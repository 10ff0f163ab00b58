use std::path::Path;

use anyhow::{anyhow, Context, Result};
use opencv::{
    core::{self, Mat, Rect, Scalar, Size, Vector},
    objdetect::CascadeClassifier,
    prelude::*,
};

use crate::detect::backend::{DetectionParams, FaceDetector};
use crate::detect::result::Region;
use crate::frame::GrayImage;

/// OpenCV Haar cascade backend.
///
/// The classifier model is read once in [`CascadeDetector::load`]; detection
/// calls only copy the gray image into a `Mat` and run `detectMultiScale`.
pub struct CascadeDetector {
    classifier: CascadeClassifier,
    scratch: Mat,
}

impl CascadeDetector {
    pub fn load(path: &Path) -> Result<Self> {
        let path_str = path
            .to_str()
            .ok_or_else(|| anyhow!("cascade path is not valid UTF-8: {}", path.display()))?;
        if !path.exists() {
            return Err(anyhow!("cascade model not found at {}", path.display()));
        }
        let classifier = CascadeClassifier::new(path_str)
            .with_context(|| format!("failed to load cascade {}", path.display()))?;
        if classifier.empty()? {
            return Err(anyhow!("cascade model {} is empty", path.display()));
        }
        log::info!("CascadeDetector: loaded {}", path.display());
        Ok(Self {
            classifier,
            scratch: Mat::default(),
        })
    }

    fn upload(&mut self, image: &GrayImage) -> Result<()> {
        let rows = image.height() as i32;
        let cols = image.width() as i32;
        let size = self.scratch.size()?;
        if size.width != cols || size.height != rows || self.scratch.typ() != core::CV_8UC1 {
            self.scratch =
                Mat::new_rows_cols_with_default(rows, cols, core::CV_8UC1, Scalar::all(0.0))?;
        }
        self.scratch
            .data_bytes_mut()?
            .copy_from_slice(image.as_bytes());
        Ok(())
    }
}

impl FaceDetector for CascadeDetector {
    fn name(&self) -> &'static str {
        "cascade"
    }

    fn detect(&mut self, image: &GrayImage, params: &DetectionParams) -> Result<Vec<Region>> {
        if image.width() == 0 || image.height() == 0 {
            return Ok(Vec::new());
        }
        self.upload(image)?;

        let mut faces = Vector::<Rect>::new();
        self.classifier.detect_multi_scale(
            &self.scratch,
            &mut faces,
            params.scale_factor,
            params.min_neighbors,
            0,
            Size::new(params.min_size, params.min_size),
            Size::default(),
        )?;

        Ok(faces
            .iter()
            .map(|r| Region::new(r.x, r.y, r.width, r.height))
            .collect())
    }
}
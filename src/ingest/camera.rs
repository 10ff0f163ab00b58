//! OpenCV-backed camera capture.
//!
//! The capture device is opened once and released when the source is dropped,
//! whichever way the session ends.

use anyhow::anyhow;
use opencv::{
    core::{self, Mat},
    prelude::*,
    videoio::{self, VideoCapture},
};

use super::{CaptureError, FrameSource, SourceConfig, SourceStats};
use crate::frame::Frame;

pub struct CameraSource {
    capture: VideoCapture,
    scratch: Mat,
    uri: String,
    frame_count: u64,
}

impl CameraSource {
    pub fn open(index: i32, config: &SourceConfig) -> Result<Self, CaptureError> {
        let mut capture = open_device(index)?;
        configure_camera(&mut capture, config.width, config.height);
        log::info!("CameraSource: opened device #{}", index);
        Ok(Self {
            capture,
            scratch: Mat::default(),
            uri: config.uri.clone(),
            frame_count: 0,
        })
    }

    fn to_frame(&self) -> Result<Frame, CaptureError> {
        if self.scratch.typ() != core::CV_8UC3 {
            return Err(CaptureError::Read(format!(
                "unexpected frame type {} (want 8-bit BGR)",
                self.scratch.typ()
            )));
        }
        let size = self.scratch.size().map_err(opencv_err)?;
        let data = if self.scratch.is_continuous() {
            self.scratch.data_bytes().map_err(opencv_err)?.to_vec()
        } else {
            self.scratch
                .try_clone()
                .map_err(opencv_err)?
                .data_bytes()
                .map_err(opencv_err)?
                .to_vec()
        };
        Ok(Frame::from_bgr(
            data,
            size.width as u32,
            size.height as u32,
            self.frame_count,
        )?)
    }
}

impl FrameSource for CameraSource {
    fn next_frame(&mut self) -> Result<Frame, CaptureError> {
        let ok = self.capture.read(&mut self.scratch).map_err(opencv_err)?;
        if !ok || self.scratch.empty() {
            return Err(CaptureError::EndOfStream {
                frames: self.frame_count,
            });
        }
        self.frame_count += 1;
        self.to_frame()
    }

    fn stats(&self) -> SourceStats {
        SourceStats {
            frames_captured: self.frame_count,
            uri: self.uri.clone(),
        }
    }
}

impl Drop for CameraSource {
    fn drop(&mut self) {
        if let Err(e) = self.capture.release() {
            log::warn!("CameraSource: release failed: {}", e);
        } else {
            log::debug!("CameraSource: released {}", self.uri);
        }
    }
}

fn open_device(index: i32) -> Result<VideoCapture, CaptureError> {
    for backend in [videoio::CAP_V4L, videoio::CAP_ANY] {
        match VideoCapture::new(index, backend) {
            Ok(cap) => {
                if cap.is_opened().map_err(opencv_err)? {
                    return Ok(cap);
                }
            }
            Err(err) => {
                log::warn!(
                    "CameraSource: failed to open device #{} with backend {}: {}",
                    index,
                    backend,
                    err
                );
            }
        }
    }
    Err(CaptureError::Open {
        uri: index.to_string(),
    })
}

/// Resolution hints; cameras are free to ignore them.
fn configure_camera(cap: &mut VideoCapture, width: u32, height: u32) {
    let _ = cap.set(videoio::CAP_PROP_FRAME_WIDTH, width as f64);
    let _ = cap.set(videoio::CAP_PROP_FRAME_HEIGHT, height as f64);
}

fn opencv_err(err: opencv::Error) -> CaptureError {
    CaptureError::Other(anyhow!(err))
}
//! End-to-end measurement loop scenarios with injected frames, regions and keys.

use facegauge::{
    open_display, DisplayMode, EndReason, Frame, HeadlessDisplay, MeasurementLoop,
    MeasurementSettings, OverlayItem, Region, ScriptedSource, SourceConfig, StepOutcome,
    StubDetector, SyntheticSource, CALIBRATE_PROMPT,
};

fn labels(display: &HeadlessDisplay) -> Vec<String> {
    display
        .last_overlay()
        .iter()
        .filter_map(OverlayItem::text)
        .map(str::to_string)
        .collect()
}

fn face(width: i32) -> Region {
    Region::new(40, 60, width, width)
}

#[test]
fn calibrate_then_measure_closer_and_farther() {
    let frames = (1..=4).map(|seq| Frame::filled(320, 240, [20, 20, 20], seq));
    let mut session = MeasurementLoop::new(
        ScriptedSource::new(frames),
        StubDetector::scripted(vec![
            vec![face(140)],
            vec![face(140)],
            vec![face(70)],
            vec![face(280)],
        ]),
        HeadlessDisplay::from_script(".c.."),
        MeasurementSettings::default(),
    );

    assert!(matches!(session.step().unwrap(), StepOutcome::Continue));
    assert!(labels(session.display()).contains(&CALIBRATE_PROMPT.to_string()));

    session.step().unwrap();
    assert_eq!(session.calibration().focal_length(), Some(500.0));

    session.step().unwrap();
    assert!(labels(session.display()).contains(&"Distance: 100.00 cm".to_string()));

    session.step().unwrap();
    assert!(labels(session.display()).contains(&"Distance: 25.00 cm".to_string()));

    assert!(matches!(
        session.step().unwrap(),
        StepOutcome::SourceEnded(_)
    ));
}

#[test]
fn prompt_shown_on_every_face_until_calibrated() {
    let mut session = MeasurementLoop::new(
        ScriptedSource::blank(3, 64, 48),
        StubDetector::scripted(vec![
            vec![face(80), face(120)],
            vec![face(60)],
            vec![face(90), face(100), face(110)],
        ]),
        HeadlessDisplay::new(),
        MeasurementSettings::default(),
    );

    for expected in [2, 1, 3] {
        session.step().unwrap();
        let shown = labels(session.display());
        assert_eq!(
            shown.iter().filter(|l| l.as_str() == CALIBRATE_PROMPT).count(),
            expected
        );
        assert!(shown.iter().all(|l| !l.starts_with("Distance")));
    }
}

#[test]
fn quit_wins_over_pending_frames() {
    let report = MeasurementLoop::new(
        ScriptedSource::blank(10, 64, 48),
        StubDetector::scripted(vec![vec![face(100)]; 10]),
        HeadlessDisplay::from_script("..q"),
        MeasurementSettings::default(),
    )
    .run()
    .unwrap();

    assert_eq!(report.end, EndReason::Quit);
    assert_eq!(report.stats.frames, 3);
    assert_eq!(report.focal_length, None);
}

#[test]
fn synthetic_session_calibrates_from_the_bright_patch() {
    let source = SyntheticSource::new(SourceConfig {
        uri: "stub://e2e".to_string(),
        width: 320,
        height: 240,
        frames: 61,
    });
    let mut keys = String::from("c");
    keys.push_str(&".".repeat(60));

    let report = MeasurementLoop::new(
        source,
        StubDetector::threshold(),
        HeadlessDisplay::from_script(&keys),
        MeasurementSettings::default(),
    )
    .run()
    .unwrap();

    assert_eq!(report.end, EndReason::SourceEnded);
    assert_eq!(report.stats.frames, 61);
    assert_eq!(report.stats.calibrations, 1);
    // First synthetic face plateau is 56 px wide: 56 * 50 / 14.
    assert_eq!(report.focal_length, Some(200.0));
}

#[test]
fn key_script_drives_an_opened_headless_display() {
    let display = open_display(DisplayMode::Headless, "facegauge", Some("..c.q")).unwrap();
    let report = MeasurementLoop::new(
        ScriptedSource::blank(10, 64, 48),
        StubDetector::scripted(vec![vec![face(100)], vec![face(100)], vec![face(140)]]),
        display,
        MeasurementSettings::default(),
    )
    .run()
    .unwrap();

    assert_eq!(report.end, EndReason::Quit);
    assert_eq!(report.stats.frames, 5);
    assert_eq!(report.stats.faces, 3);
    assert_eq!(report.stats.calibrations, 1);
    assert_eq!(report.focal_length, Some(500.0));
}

...

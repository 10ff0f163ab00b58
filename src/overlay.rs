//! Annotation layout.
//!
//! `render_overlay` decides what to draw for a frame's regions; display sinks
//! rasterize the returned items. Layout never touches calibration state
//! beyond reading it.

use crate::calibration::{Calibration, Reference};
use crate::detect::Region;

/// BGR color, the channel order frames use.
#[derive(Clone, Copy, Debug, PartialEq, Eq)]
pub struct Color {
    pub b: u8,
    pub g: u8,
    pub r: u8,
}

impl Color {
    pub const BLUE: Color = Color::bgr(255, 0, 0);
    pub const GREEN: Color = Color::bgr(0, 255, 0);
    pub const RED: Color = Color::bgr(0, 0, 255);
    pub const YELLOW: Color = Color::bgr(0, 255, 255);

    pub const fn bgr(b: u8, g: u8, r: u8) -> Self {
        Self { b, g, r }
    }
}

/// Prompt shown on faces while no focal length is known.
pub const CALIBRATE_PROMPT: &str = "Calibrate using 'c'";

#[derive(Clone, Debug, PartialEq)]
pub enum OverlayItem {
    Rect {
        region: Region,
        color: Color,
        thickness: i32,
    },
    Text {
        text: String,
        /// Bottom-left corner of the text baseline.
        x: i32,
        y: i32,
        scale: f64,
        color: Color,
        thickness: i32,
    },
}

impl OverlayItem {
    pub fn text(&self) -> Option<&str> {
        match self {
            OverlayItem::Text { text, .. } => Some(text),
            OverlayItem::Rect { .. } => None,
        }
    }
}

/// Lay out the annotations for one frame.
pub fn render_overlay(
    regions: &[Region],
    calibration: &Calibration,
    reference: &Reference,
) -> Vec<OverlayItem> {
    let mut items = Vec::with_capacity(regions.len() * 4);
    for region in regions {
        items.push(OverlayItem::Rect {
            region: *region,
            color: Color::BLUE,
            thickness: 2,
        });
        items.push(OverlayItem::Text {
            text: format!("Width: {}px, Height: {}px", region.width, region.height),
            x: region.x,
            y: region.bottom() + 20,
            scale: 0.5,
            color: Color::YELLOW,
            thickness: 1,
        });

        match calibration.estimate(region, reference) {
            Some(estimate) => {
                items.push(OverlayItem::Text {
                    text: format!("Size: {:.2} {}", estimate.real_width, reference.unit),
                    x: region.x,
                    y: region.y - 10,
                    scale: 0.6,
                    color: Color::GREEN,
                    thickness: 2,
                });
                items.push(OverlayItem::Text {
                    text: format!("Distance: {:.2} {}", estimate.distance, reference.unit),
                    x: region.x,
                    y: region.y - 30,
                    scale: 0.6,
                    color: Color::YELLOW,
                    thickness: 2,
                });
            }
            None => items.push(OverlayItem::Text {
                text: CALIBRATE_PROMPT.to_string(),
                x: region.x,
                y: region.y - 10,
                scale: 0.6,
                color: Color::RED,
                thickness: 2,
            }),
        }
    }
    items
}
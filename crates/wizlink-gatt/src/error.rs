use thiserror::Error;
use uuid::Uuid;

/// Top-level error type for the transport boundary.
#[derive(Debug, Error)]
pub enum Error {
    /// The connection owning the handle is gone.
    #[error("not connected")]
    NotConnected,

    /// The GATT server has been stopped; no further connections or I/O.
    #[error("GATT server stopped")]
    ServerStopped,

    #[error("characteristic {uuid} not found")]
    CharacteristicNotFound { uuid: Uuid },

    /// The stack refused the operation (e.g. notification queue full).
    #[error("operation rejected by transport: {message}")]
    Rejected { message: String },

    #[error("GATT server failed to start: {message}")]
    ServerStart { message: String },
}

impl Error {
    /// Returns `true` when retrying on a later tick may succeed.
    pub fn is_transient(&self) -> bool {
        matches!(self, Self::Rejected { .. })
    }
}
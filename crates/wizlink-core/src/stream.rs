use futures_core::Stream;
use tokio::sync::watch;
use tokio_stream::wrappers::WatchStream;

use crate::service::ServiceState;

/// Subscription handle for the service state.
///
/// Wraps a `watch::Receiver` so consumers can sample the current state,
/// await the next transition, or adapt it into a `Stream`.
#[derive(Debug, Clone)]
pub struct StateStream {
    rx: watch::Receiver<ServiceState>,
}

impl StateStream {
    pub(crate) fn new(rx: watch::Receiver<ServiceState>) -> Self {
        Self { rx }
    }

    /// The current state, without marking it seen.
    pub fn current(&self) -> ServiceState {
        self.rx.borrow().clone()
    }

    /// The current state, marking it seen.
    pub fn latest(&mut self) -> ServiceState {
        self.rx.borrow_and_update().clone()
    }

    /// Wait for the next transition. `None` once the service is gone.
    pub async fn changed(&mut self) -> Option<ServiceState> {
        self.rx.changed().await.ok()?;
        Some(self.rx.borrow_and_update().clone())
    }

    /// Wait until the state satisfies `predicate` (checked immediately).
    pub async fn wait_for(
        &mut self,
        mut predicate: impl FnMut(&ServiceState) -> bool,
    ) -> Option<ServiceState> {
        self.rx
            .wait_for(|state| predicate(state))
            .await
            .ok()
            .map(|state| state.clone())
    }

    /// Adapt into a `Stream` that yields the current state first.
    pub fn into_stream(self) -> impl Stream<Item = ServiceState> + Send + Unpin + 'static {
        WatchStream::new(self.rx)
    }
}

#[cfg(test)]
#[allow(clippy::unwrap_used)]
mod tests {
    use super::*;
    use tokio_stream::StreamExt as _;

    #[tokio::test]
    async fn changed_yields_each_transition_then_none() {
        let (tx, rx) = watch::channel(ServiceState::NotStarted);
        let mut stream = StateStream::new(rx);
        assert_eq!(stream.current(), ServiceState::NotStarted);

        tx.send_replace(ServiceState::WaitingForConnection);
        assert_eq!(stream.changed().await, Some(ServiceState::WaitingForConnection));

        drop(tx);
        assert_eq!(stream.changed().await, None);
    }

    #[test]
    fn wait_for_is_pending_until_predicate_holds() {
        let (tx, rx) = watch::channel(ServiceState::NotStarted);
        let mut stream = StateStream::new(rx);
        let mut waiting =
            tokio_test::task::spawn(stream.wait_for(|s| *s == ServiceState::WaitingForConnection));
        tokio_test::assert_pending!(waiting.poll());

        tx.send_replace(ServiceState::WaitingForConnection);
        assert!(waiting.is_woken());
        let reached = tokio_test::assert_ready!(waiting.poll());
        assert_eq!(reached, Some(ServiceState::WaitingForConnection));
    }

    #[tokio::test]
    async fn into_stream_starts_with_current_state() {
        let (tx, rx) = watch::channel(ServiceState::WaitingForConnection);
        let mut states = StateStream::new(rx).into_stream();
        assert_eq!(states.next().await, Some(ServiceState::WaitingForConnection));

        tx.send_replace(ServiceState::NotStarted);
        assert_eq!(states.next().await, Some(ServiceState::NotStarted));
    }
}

==

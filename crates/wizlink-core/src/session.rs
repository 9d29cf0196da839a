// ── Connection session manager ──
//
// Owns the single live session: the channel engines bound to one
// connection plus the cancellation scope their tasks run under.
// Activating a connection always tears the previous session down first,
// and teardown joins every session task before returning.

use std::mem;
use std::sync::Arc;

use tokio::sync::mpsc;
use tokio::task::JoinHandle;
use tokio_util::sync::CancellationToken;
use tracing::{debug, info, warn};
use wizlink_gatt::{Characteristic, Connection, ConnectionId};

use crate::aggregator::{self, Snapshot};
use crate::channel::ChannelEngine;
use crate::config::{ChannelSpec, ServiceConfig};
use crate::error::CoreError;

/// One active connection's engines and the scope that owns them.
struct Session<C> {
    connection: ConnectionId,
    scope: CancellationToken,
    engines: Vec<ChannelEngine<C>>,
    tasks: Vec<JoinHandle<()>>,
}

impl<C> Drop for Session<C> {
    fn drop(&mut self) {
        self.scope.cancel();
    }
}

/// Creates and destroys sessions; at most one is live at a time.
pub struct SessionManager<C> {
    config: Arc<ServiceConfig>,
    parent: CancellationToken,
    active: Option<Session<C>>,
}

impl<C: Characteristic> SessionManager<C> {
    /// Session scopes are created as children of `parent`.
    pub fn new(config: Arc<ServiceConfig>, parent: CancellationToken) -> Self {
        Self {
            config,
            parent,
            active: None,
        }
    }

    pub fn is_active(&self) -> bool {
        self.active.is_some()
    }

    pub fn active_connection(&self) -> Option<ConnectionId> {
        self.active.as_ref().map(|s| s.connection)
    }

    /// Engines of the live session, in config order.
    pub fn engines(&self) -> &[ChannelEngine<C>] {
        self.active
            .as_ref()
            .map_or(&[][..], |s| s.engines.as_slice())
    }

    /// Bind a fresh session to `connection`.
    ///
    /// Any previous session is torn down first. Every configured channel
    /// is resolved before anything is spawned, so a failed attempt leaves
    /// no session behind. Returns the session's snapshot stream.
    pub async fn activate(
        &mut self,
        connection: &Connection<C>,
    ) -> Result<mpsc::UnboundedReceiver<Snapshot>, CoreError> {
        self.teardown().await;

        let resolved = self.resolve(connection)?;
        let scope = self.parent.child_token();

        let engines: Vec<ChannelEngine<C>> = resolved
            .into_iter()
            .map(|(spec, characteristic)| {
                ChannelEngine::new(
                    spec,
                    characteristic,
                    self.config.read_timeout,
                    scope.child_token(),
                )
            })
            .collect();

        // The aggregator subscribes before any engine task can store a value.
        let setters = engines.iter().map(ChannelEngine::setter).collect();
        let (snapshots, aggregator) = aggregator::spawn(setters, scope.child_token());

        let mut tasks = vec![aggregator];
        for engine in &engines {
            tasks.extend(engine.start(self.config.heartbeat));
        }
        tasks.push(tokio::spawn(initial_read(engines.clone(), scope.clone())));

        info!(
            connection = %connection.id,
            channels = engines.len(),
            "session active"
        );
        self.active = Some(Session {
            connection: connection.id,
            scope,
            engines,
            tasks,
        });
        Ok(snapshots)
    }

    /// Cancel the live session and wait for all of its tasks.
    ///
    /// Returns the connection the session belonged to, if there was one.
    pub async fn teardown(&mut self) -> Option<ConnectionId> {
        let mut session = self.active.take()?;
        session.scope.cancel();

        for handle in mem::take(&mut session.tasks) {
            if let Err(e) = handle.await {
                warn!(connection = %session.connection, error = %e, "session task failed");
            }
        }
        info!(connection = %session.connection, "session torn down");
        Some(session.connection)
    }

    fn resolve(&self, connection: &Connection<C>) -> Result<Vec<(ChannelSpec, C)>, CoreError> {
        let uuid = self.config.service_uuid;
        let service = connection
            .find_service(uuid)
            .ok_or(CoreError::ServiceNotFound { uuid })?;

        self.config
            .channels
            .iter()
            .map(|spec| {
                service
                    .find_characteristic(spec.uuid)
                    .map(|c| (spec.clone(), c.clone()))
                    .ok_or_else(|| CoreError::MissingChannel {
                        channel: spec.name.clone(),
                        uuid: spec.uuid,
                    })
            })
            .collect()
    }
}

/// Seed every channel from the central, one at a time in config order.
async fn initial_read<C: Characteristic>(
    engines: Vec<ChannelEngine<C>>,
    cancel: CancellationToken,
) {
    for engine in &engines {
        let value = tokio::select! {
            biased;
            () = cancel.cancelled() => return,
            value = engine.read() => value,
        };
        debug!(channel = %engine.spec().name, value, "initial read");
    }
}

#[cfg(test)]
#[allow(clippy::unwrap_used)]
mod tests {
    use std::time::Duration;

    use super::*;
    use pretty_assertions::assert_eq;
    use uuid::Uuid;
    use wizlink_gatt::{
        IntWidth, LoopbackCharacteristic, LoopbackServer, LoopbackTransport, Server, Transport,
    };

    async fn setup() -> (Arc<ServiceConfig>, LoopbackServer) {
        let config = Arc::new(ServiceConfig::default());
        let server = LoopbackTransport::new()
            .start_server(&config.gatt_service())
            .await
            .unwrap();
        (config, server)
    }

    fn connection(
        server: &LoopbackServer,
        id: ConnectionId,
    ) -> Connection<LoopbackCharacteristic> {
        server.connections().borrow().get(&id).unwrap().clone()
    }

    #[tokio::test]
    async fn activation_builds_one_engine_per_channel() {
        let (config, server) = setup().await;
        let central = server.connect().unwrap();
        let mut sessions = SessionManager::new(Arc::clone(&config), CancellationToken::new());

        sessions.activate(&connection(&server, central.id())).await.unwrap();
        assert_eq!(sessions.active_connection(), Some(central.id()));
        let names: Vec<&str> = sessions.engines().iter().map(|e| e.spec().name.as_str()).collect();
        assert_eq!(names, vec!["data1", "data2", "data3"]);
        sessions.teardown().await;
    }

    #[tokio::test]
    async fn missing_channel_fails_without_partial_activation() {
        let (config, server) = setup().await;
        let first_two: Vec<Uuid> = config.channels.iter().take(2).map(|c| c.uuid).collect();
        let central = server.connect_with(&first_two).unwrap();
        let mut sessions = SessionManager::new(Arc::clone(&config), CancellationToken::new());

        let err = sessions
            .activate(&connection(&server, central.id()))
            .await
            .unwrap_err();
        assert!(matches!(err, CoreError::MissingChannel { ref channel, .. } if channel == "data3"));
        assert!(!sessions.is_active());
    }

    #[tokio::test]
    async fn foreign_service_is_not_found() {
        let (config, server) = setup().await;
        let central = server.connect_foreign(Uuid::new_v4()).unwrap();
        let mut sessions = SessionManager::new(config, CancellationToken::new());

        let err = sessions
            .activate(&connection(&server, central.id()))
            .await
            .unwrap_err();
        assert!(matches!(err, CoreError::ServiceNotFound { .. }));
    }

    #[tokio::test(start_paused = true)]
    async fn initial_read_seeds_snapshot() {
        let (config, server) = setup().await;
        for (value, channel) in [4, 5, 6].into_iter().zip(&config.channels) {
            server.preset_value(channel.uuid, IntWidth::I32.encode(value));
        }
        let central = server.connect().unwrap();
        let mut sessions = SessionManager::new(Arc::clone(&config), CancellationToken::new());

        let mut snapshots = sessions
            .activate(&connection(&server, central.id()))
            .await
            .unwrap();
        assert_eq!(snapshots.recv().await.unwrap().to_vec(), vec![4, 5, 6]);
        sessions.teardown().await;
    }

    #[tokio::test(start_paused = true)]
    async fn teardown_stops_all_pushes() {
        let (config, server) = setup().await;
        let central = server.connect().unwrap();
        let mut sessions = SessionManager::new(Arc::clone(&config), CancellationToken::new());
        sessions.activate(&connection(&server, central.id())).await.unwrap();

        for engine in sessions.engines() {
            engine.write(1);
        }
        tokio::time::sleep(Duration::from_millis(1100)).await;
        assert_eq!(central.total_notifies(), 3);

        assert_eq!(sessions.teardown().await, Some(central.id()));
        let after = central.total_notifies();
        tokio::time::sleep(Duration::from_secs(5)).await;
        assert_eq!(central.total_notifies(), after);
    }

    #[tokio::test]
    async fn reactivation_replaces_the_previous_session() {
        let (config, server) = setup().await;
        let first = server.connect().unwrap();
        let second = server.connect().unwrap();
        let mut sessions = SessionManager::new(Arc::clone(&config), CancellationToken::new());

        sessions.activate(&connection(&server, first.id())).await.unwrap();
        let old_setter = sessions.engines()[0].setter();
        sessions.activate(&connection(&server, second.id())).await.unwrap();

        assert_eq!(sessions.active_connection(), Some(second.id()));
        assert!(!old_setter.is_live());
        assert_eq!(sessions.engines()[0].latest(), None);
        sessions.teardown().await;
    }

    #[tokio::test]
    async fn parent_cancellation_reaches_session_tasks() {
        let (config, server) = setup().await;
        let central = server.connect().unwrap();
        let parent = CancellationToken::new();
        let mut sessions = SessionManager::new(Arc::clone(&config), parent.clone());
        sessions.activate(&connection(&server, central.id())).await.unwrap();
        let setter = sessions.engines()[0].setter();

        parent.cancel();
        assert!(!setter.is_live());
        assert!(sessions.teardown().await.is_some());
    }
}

# [Exercise goal]
Wherever a line above contains "StubDetector", copy that line.

# [Response area]
    StubDetector, SyntheticSource, CALIBRATE_PROMPT,
        StubDetector::scripted(vec![
        StubDetector::scripted(vec![
        StubDetector::scripted(vec![vec![face(100)]; 10]),
        StubDetector::threshold(),
        StubDetector::scripted(vec![vec![face(100)], vec![face(100)], vec![face(140)]]),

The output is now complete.